Procédure contentieuse antérieure :

M. B... C... a demandé au tribunal administratif de Bordeaux d'annuler l'arrêté du 26 octobre 2021 par lequel la préfète de la Gironde a refusé de lui délivrer un titre de séjour, lui a fait obligation de quitter le territoire français dans un délai de trente jours et a fixé le pays de renvoi.

Par un jugement n° 2105984 du 18 janvier 2022, la magistrate désignée par la présidente du tribunal administratif de Bordeaux a rejeté sa demande.

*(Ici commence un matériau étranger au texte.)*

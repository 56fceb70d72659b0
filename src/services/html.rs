use std::collections::HashSet;
use std::sync::OnceLock;

use regex::Regex;
use url::Url;

fn img_tag_re() -> Option<&'static Regex> {
    static RE: OnceLock<Option<Regex>> = OnceLock::new();
    RE.get_or_init(|| Regex::new(r#"(?is)<img\b[^>]*>"#).ok()).as_ref()
}

fn src_attr_re() -> Option<&'static Regex> {
    static RE: OnceLock<Option<Regex>> = OnceLock::new();
    RE.get_or_init(|| Regex::new(r#"(?is)\ssrc\s*=\s*(?:"([^"]*)"|'([^']*)'|([^\s>]+))"#).ok())
        .as_ref()
}

/// Absolute http(s) URLs of every `<img src>` in `html`, first occurrence wins.
pub fn extract_image_urls_from_html(html: &str, base_url: &str) -> Vec<String> {
    let (Some(img_re), Some(src_re)) = (img_tag_re(), src_attr_re()) else {
        return Vec::new();
    };
    let base = Url::parse(base_url).ok();
    let mut seen = HashSet::new();
    let mut urls = Vec::new();

    for tag in img_re.find_iter(html) {
        let Some(src) = src_re.captures(tag.as_str()).and_then(|cap| {
            cap.get(1)
                .or_else(|| cap.get(2))
                .or_else(|| cap.get(3))
                .map(|m| m.as_str().trim())
        }) else {
            continue;
        };
        if src.is_empty() {
            continue;
        }

        let Some(resolved) = resolve_url(src, base.as_ref()) else {
            continue;
        };
        if seen.insert(resolved.clone()) {
            urls.push(resolved);
        }
    }

    urls
}

/// Resolve a potentially relative URL, keeping only http(s) results.
fn resolve_url(href: &str, base: Option<&Url>) -> Option<String> {
    let href = href.replace("&amp;", "&");
    let url = match Url::parse(&href) {
        Ok(url) => url,
        Err(url::ParseError::RelativeUrlWithoutBase) => base?.join(&href).ok()?,
        Err(_) => return None,
    };

    match url.scheme() {
        "http" | "https" => Some(url.to_string()),
        _ => None,
    }
}
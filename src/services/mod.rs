mod content_fetcher;
mod html;

pub use content_fetcher::{ContentFetcher, ImageFetcher};
pub use html::extract_image_urls_from_html;
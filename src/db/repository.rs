use std::sync::atomic::{AtomicI64, AtomicU64, Ordering};
use std::sync::Arc;

use rusqlite::{params, OptionalExtension, Row};

use crate::error::Result;
use crate::models::{
    CachedSummary, CachedTranslation, Meta, OfflinePriority, Readable, Summary, Translation,
};

use super::retry::{with_retry, RetryPolicy};
use super::store::{StoreLocation, StoreManager};

/// Row counts per table.
#[derive(Debug, Clone, Copy, Default, PartialEq, Eq)]
pub struct CacheStats {
    pub readable: usize,
    pub meta: usize,
    pub image: usize,
    pub summary: usize,
    pub translation: usize,
}

/// Typed access to the cache tables.
///
/// Every method goes through the retry wrapper and reports failures as
/// `CacheError`; mapping those to misses is the caller's business.
pub struct Repository {
    store: StoreManager,
    retry: RetryPolicy,
    clock: AtomicI64,
    readable_writes: AtomicU64,
}

struct RawReadable {
    readable: Readable,
    image_urls: String,
}

struct RawPayload {
    cache_key: String,
    entry_id: i64,
    payload: String,
    cached_at: i64,
}

impl Repository {
    pub fn new(location: StoreLocation, retry: RetryPolicy) -> Self {
        Self {
            store: StoreManager::new(location),
            retry,
            clock: AtomicI64::new(0),
            readable_writes: AtomicU64::new(0),
        }
    }

    pub fn store(&self) -> &StoreManager {
        &self.store
    }

    /// Epoch milliseconds, strictly increasing within this process so that
    /// back-to-back writes still have a well-defined age order.
    pub fn now_ms(&self) -> i64 {
        let wall = chrono::Utc::now().timestamp_millis();
        let prev = self
            .clock
            .fetch_update(Ordering::SeqCst, Ordering::SeqCst, |last| {
                Some(wall.max(last + 1))
            })
            .unwrap_or(wall);
        wall.max(prev + 1)
    }

    /// Committed readable+meta writes since this repository was created.
    pub fn readable_writes(&self) -> u64 {
        self.readable_writes.load(Ordering::Relaxed)
    }

    /// Run `function` against the store with the retry policy applied.
    pub async fn run<F, R>(&self, label: &str, function: F) -> Result<R>
    where
        F: Fn(&mut rusqlite::Connection) -> rusqlite::Result<R> + Clone + Send + 'static,
        R: Send + 'static,
    {
        with_retry(self.retry, label, || self.store.call(function.clone())).await
    }

    // Readable operations

    pub async fn get_readable(&self, entry_id: i64) -> Result<Option<Readable>> {
        let raw = self
            .run("get_readable", move |conn| {
                conn.query_row(
                    r#"SELECT entry_id, content, title, byline, excerpt, source_url, image_urls,
                              cover_url, cached_at
                       FROM readable WHERE entry_id = ?1"#,
                    params![entry_id],
                    raw_readable_from_row,
                )
                .optional()
            })
            .await?;

        raw.map(decode_readable).transpose()
    }

    /// Write a readable row and its meta row in one transaction.
    ///
    /// With `priority` unset an existing meta priority is kept (new rows get
    /// the default). Returns the `cached_at` stamp that was written.
    pub async fn put_readable(
        &self,
        record: Readable,
        priority: Option<OfflinePriority>,
    ) -> Result<i64> {
        let now = self.now_ms();
        let image_urls = serde_json::to_string(&record.image_urls)?;
        let record = Arc::new(record);
        let priority = priority.map(OfflinePriority::as_i64);

        let stamp = self.run("put_readable", move |conn| {
            let tx = conn.transaction()?;
            tx.execute(
                r#"INSERT OR REPLACE INTO readable
                   (entry_id, content, title, byline, excerpt, source_url, image_urls, cover_url, cached_at)
                   VALUES (?1, ?2, ?3, ?4, ?5, ?6, ?7, ?8, ?9)"#,
                params![
                    record.entry_id,
                    record.content,
                    record.title,
                    record.byline,
                    record.excerpt,
                    record.source_url,
                    image_urls,
                    record.cover_url,
                    now,
                ],
            )?;
            tx.execute(
                r#"INSERT INTO meta (entry_id, priority, cached_at, last_accessed)
                   VALUES (?1, COALESCE(?2, 2), ?3, ?3)
                   ON CONFLICT(entry_id) DO UPDATE SET
                       priority = COALESCE(?2, meta.priority),
                       cached_at = excluded.cached_at,
                       last_accessed = excluded.last_accessed"#,
                params![record.entry_id, priority, now],
            )?;
            tx.commit()?;
            Ok(now)
        })
        .await?;
        self.readable_writes.fetch_add(1, Ordering::Relaxed);
        Ok(stamp)
    }

    pub async fn get_meta(&self, entry_id: i64) -> Result<Option<Meta>> {
        self.run("get_meta", move |conn| {
            conn.query_row(
                "SELECT entry_id, priority, cached_at, last_accessed FROM meta WHERE entry_id = ?1",
                params![entry_id],
                |row| {
                    Ok(Meta {
                        entry_id: row.get(0)?,
                        priority: OfflinePriority::from_i64(row.get(1)?),
                        cached_at: row.get(2)?,
                        last_accessed: row.get(3)?,
                    })
                },
            )
            .optional()
        })
        .await
    }

    /// Refresh `last_accessed`. Returns whether a meta row existed.
    pub async fn mark_access(&self, entry_id: i64) -> Result<bool> {
        let now = self.now_ms();
        let updated = self
            .run("mark_access", move |conn| {
                conn.execute(
                    "UPDATE meta SET last_accessed = ?1 WHERE entry_id = ?2",
                    params![now, entry_id],
                )
            })
            .await?;
        Ok(updated > 0)
    }

    // Image operations

    pub async fn get_image(&self, url: &str) -> Result<Option<Vec<u8>>> {
        let url = url.to_string();
        self.run("get_image", move |conn| {
            conn.query_row(
                "SELECT data FROM image WHERE url = ?1",
                params![url],
                |row| row.get(0),
            )
            .optional()
        })
        .await
    }

    pub async fn has_image(&self, url: &str) -> Result<bool> {
        let url = url.to_string();
        self.run("has_image", move |conn| {
            conn.query_row(
                "SELECT EXISTS(SELECT 1 FROM image WHERE url = ?1)",
                params![url],
                |row| row.get(0),
            )
        })
        .await
    }

    pub async fn put_image(&self, url: &str, data: Vec<u8>) -> Result<()> {
        let now = self.now_ms();
        let url = url.to_string();
        let data = Arc::new(data);
        self.run("put_image", move |conn| {
            conn.execute(
                "INSERT OR REPLACE INTO image (url, data, cached_at) VALUES (?1, ?2, ?3)",
                params![url, data.as_slice(), now],
            )?;
            Ok(())
        })
        .await
    }

    // Summary operations

    pub async fn get_summary(&self, cache_key: &str) -> Result<Option<CachedSummary>> {
        let raw = self.get_payload("summary", cache_key).await?;
        raw.map(|raw| {
            let summary: Summary = serde_json::from_str(&raw.payload)?;
            Ok(CachedSummary {
                cache_key: raw.cache_key,
                entry_id: raw.entry_id,
                summary,
                cached_at: raw.cached_at,
            })
        })
        .transpose()
    }

    pub async fn put_summary(&self, cache_key: &str, entry_id: i64, summary: &Summary) -> Result<()> {
        let payload = serde_json::to_string(summary)?;
        self.put_payload("summary", cache_key, entry_id, payload).await
    }

    // Translation operations

    pub async fn get_translation(&self, cache_key: &str) -> Result<Option<CachedTranslation>> {
        let raw = self.get_payload("translation", cache_key).await?;
        raw.map(|raw| {
            let translation: Translation = serde_json::from_str(&raw.payload)?;
            Ok(CachedTranslation {
                cache_key: raw.cache_key,
                entry_id: raw.entry_id,
                translation,
                cached_at: raw.cached_at,
            })
        })
        .transpose()
    }

    pub async fn put_translation(
        &self,
        cache_key: &str,
        entry_id: i64,
        translation: &Translation,
    ) -> Result<()> {
        let payload = serde_json::to_string(translation)?;
        self.put_payload("translation", cache_key, entry_id, payload).await
    }

    pub async fn stats(&self) -> Result<CacheStats> {
        self.run("stats", |conn| {
            let count = |table: &str| -> rusqlite::Result<usize> {
                conn.query_row(&format!("SELECT COUNT(*) FROM {table}"), [], |row| {
                    row.get::<_, i64>(0)
                })
                .map(|n| n as usize)
            };
            Ok(CacheStats {
                readable: count("readable")?,
                meta: count("meta")?,
                image: count("image")?,
                summary: count("summary")?,
                translation: count("translation")?,
            })
        })
        .await
    }

    async fn get_payload(&self, table: &'static str, cache_key: &str) -> Result<Option<RawPayload>> {
        let cache_key = cache_key.to_string();
        self.run(table, move |conn| {
            conn.query_row(
                &format!("SELECT cache_key, entry_id, payload, cached_at FROM {table} WHERE cache_key = ?1"),
                params![cache_key],
                |row| {
                    Ok(RawPayload {
                        cache_key: row.get(0)?,
                        entry_id: row.get(1)?,
                        payload: row.get(2)?,
                        cached_at: row.get(3)?,
                    })
                },
            )
            .optional()
        })
        .await
    }

    async fn put_payload(
        &self,
        table: &'static str,
        cache_key: &str,
        entry_id: i64,
        payload: String,
    ) -> Result<()> {
        let now = self.now_ms();
        let cache_key = cache_key.to_string();
        self.run(table, move |conn| {
            conn.execute(
                &format!(
                    "INSERT OR REPLACE INTO {table} (cache_key, entry_id, payload, cached_at) VALUES (?1, ?2, ?3, ?4)"
                ),
                params![cache_key, entry_id, payload, now],
            )?;
            Ok(())
        })
        .await
    }
}

fn raw_readable_from_row(row: &Row) -> rusqlite::Result<RawReadable> {
    Ok(RawReadable {
        readable: Readable {
            entry_id: row.get(0)?,
            content: row.get(1)?,
            title: row.get(2)?,
            byline: row.get(3)?,
            excerpt: row.get(4)?,
            source_url: row.get(5)?,
            image_urls: Vec::new(),
            cover_url: row.get(7)?,
            cached_at: row.get(8)?,
        },
        image_urls: row.get(6)?,
    })
}

fn decode_readable(raw: RawReadable) -> Result<Readable> {
    let mut readable = raw.readable;
    readable.image_urls = serde_json::from_str(&raw.image_urls)?;
    Ok(readable)
}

Procédure devant la cour :

Par une requête, enregistrée le 15 avril 2022, M. C..., représenté par Le Guédard, demande à la cour :

1°) d'annuler ce jugement du tribunal administratif de Bordeaux du 18 janvier 2022 ;

2°) d'annuler l'arrêté de la préfète de la Gironde du 26 octobre 2021 ;

3°) d'enjoindre à la préfète de la Gironde, à titre principal, de lui délivrer un titre de séjour portant la mention " vie privée et familiale " dans un délai d'un mois et sous astreinte de 80 euros par jour de retard, à titre subsidiaire, de réexaminer sa situation dans les mêmes conditions et, dans l'attente, de le munir d'une autorisation provisoire de séjour ;

4°) de mettre à la charge de l'Etat une somme de 1 800 euros sur le fondement des dispositions combinées des articles L. 761-1 du code de justice administrative et 37 de la loi du 10 juillet 1991.

Il soutient que :

- la décision de refus de séjour méconnaît les dispositions de l'article L. 423-23 du code de l'entrée et du séjour des étrangers et du droit d'asile et les stipulations de l'article 8 de la convention européenne de sauvegarde des droits de l'homme et des libertés fondamentales ; il serait isolé au Soudan ; son père a disparu et il n'a plus de contact avec sa mère et sa sœur depuis un échange épistolaire en mars 2020 ; il ne peut apporter une preuve négative d'absence de lien avec ces dernières ; le centre de ses intérêts privés et familiaux se trouve désormais en France ; il a appris la langue française, a participé à diverses activités bénévoles et dispose d'une promesse d'embauche ; sa vie serait menacée au Soudan, pays qu'il a fui en raison des détentions arbitraires et actes de torture qu'il y avait subies ;

- cette décision méconnaît les dispositions de l'article L. 435-1 du code de l'entrée et du séjour des étrangers et du droit d'asile ; sa situation exceptionnelle justifie son admission au séjour ;

- cette décision est entachée d'une erreur manifeste d'appréciation ;

- l'obligation de quitter le territoire français est privée de base légale ;

- la décision fixant le pays de renvoi méconnaît les dispositions de l'article L. 721-4 du code de l'entrée et du séjour des étrangers et du droit d'asile et les stipulations de l'article 3 de la convention européenne de sauvegarde des droits de l'homme et des libertés fondamentales ; il est recherché, au Soudan, par des milices de l'armée ; son retour dans son pays d'origine l'exporterait au risque de mort.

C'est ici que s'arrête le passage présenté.